__TRY IT__
An exact, complete copy of the data is all that is needed.

....

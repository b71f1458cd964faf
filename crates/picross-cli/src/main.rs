//! Terminal front-end: parse, solve, and inspect picross puzzles.

use clap::{Args, Parser, Subcommand};
use picross_core::{CellStatus, Generator, GeneratorConfig, GridTracker};
use std::fs;
use std::io::{self, Read};
use std::path::PathBuf;
use std::process::ExitCode;
use tracing_subscriber::EnvFilter;

#[derive(Parser)]
#[command(name = "picross", about = "Solve and inspect picross puzzles", version)]
struct Cli {
    #[command(subcommand)]
    command: Command,
}

#[derive(Subcommand)]
enum Command {
    /// Parse a spec and print the grid with its initial verdicts.
    Show {
        #[command(flatten)]
        source: SpecSource,
    },
    /// Run forced-move sweeps and print the resulting grid.
    Solve {
        #[command(flatten)]
        source: SpecSource,
        /// Repeat sweeps until nothing more is forced.
        #[arg(long)]
        fixpoint: bool,
        /// Number of sweeps when not running to fixpoint.
        #[arg(long, default_value_t = 1)]
        passes: usize,
        /// Emit every cell's status report as JSON.
        #[arg(long)]
        json: bool,
    },
    /// Report hypothesis pairs refuted by two-step implication collisions.
    Cornering {
        #[command(flatten)]
        source: SpecSource,
    },
    /// Generate a random puzzle and print its spec text.
    Generate {
        #[arg(long, default_value_t = 10)]
        height: usize,
        #[arg(long, default_value_t = 10)]
        width: usize,
        /// Probability that a cell is filled.
        #[arg(long, default_value_t = 0.5)]
        density: f64,
        /// Fix the RNG seed for a reproducible puzzle.
        #[arg(long)]
        seed: Option<u64>,
    },
}

/// Where the spec text comes from: an argument, stdin, or a catalogue file
/// with one spec per line.
#[derive(Args)]
struct SpecSource {
    /// Spec text (`<title?>;<rows>;<cols>`), `-` for stdin.
    spec: Option<String>,
    /// Read specs from a file, one per line.
    #[arg(long, conflicts_with = "spec")]
    file: Option<PathBuf>,
    /// Which line of `--file` to use.
    #[arg(long, default_value_t = 0, requires = "file")]
    index: usize,
}

impl SpecSource {
    fn load(&self) -> io::Result<String> {
        if let Some(path) = &self.file {
            let content = fs::read_to_string(path)?;
            return content
                .lines()
                .filter(|l| !l.trim().is_empty())
                .nth(self.index)
                .map(str::to_string)
                .ok_or_else(|| {
                    io::Error::new(
                        io::ErrorKind::NotFound,
                        format!("no spec at line index {} in {}", self.index, path.display()),
                    )
                });
        }
        match self.spec.as_deref() {
            Some("-") | None => {
                let mut text = String::new();
                io::stdin().read_to_string(&mut text)?;
                Ok(text.trim().to_string())
            }
            Some(text) => Ok(text.to_string()),
        }
    }
}

fn main() -> ExitCode {
    tracing_subscriber::fmt()
        .with_env_filter(EnvFilter::from_default_env())
        .with_writer(io::stderr)
        .init();

    match run(Cli::parse()) {
        Ok(()) => ExitCode::SUCCESS,
        Err(err) => {
            eprintln!("error: {err}");
            ExitCode::FAILURE
        }
    }
}

fn run(cli: Cli) -> Result<(), Box<dyn std::error::Error>> {
    match cli.command {
        Command::Show { source } => {
            let tracker = GridTracker::from_string(&source.load()?)?;
            print_grid(&tracker);
        }
        Command::Solve {
            source,
            fixpoint,
            passes,
            json,
        } => {
            let mut tracker = GridTracker::from_string(&source.load()?)?;
            let solved = if fixpoint {
                tracker.solve_to_fixpoint()
            } else {
                (0..passes).map(|_| tracker.try_solve_all()).sum()
            };
            if json {
                let reports: Vec<Vec<_>> = (0..tracker.height())
                    .map(|i| {
                        (0..tracker.width())
                            .map(|j| tracker.get_status(i, j))
                            .collect()
                    })
                    .collect();
                println!("{}", serde_json::to_string_pretty(&reports)?);
            } else {
                print_grid(&tracker);
                println!(
                    "{} cell(s) committed, {}",
                    solved,
                    if tracker.is_complete() {
                        "puzzle complete"
                    } else {
                        "puzzle incomplete"
                    }
                );
            }
        }
        Command::Cornering { source } => {
            let tracker = GridTracker::from_string(&source.load()?)?;
            let conflicts = tracker.cornering_solver().two_steps_impossible();
            if conflicts.is_empty() {
                println!("no two-step contradictions");
            }
            for (hypothesis, collision) in conflicts {
                println!(
                    "({},{})={} is refutable: it forces ({},{}) both ways (first chain ends on color {})",
                    hypothesis.i,
                    hypothesis.j,
                    hypothesis.color,
                    collision.i,
                    collision.j,
                    collision.color,
                );
            }
        }
        Command::Generate {
            height,
            width,
            density,
            seed,
        } => {
            let config = GeneratorConfig {
                height,
                width,
                fill_ratio: density,
                ..GeneratorConfig::default()
            };
            let mut generator = match seed {
                Some(seed) => Generator::with_seed(seed),
                None => Generator::new(),
            };
            println!("{}", generator.generate(&config)?);
        }
    }
    Ok(())
}

/// Print the grid, one character per cell: committed colors as `.` (blank),
/// `#` (color 1) or the color digit, open cells by their current verdict.
fn print_grid(tracker: &GridTracker) {
    if let Some(title) = &tracker.puzzle().spec().title {
        println!("{title}");
    }
    for i in 0..tracker.height() {
        let mut line = String::with_capacity(tracker.width());
        for j in 0..tracker.width() {
            line.push(match tracker.puzzle().color(i, j) {
                Some(0) => '.',
                Some(1) => '#',
                Some(c) => char::from_digit(c as u32 % 10, 10).unwrap_or('#'),
                None => match tracker.status_code(i, j) {
                    CellStatus::Black => '!',
                    CellStatus::White => ',',
                    CellStatus::Error => 'E',
                    _ => '?',
                },
            });
        }
        println!("{line}");
    }
}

....

__SOLUTION BELOW__
repository b71f1458cd964faf
filename crates/picross-cli/src/main.rs
//! Terminal front-end: parse, solve, and inspect picross puzzles.

use clap::{Args, Parser, Subcommand};
use picross_core::{CellStatus, Generator, GeneratorConfig, GridTracker};
use std::fs;
use std::io::{self, Read};
use std::path::PathBuf;
use std::process::ExitCode;
use tracing_subscriber::EnvFilter;

#[derive(Parser)]
#[command(name = "picross", about = "Solve and inspect picross puzzles", version)]
struct Cli {
    #[command(subcommand)]
    command: Command,
}

#[derive(Subcommand)]
enum Command {
    /// Parse a spec and print the grid with its initial verdicts.
    Show {
        #[command(flatten)]
        source: SpecSource,
    },
    /// Run forced-move sweeps and print the resulting grid.
    Solve {
        #[command(flatten)]
        source: SpecSource,
        /// Repeat sweeps until nothing more is forced.
        #[arg(long)]
        fixpoint: bool,
        /// Number of sweeps when not running to fixpoint.
        #[arg(long, default_value_t = 1)]
        passes: usize,
        /// Emit every cell's status report as JSON.
        #[arg(long)]
        json: bool,
    },
    /// Report hypothesis pairs refuted by two-step implication collisions.
    Cornering {
        #[command(flatten)]
        source: SpecSource,
    },
    /// Generate a random puzzle and print its spec text.
    Generate {
        #[arg(long, default_value_t = 10)]
        height: usize,
        #[arg(long, default_value_t = 10)]
        width: usize,
        /// Probability that a cell is filled.
        #[arg(long, default_value_t = 0.5)]
        density: f64,
        /// Fix the RNG seed for a reproducible puzzle.
        #[arg(long)]
        seed: Option<u64>,
    },
}

/// Where the spec text comes from: an argument, stdin, or a catalogue file
/// with one spec per line.
#[derive(Args)]
struct SpecSource {
    /// Spec text (`<title?>;<rows>;<cols>`), `-` for stdin.
    spec: Option<String>,
    /// Read specs from a file, one per line.
    #[arg(long, conflicts_with = "spec")]
    file: Option<PathBuf>,
    /// Which line of `--file` to use.
    #[arg(long, default_value_t = 0, requires = "file")]
    index: usize,
}

impl SpecSource {
    fn load(&self) -> io::Result<String> {
        if let Some(path) = &self.file {
            let content = fs::read_to_string(path)?;
            return content
                .lines()
                .filter(|l| !l.trim().is_empty())
                .nth(self.index)
                .map(str::to_string)
                .ok_or_else(|| {
                    io::Error::new(
                        io::ErrorKind::NotFound,
                        format!("no spec at line index {} in {}", self.index, path.display()),
                    )
                });
        }
        match self.spec.as_deref() {
            Some("-") | None => {
                let mut text = String::new();
                io::stdin().read_to_string(&mut text)?;
                Ok(text.trim().to_string())
            }
            Some(text) => Ok(text.to_string()),
        }
    }
}

fn main() -> ExitCode {
    tracing_subscriber::fmt()
        .with_env_filter(EnvFilter::from_default_env())
        .with_writer(io::stderr)
        .init();

    match run(Cli::parse()) {
        Ok(()) => ExitCode::SUCCESS,
        Err(err) => {
            eprintln!("error: {err}");
            ExitCode::FAILURE
        }
    }
}

fn run(cli: Cli) -> Result<(), Box<dyn std::error::Error>> {
    match cli.command {
        Command::Show { source } => {
            let tracker = GridTracker::from_string(&source.load()?)?;
            print_grid(&tracker);
        }
        Command::Solve {
            source,
            fixpoint,
            passes,
            json,
        } => {
            let mut tracker = GridTracker::from_string(&source.load()?)?;
            let solved = if fixpoint {
                tracker.solve_to_fixpoint()
            } else {
                (0..passes).map(|_| tracker.try_solve_all()).sum()
            };
            if json {
                let reports: Vec<Vec<_>> = (0..tracker.height())
                    .map(|i| {
                        (0..tracker.width())
                            .map(|j| tracker.get_status(i, j))
                            .collect()
                    })
                    .collect();
                println!("{}", serde_json::to_string_pretty(&reports)?);
            } else {
                print_grid(&tracker);
                println!(
                    "{} cell(s) committed, {}",
                    solved,
                    if tracker.is_complete() {
                        "puzzle complete"
                    } else {
                        "puzzle incomplete"
                    }
                );
            }
        }
        Command::Cornering { source } => {
            let tracker = GridTracker::from_string(&source.load()?)?;
            let conflicts = tracker.cornering_solver().two_steps_impossible();
            if conflicts.is_empty() {
                println!("no two-step contradictions");
            }
            for (hypothesis, collision) in conflicts {
                println!(
                    "({},{})={} is refutable: it forces ({},{}) both ways (first chain ends on color {})",
                    hypothesis.i,
                    hypothesis.j,
                    hypothesis.color,
                    collision.i,
                    collision.j,
                    collision.color,
                );
            }
        }
        Command::Generate {
            height,
            width,
            density,
            seed,
        } => {
            let config = GeneratorConfig {
                height,
                width,
                fill_ratio: density,
                ..GeneratorConfig::default()
            };
            let mut generator = match seed {
                Some(seed) => Generator::with_seed(seed),
                None => Generator::new(),
            };
            println!("{}", generator.generate(&config)?);
        }
    }
    Ok(())
}

/// Print the grid, one character per cell: committed colors as `.` (blank),
/// `#` (color 1) or the color digit, open cells by their current verdict.
fn print_grid(tracker: &GridTracker) {
    if let Some(title) = &tracker.puzzle().spec().title {
        println!("{title}");
    }
    for i in 0..tracker.height() {
        let mut line = String::with_capacity(tracker.width());
        for j in 0..tracker.width() {
            line.push(match tracker.puzzle().color(i, j) {
                Some(0) => '.',
                Some(1) => '#',
                Some(c) => char::from_digit(c as u32 % 10, 10).unwrap_or('#'),
                None => match tracker.status_code(i, j) {
                    CellStatus::Black => '!',
                    CellStatus::White => ',',
                    CellStatus::Error => 'E',
                    _ => '?',
                },
            });
        }
        println!("{line}");
    }
}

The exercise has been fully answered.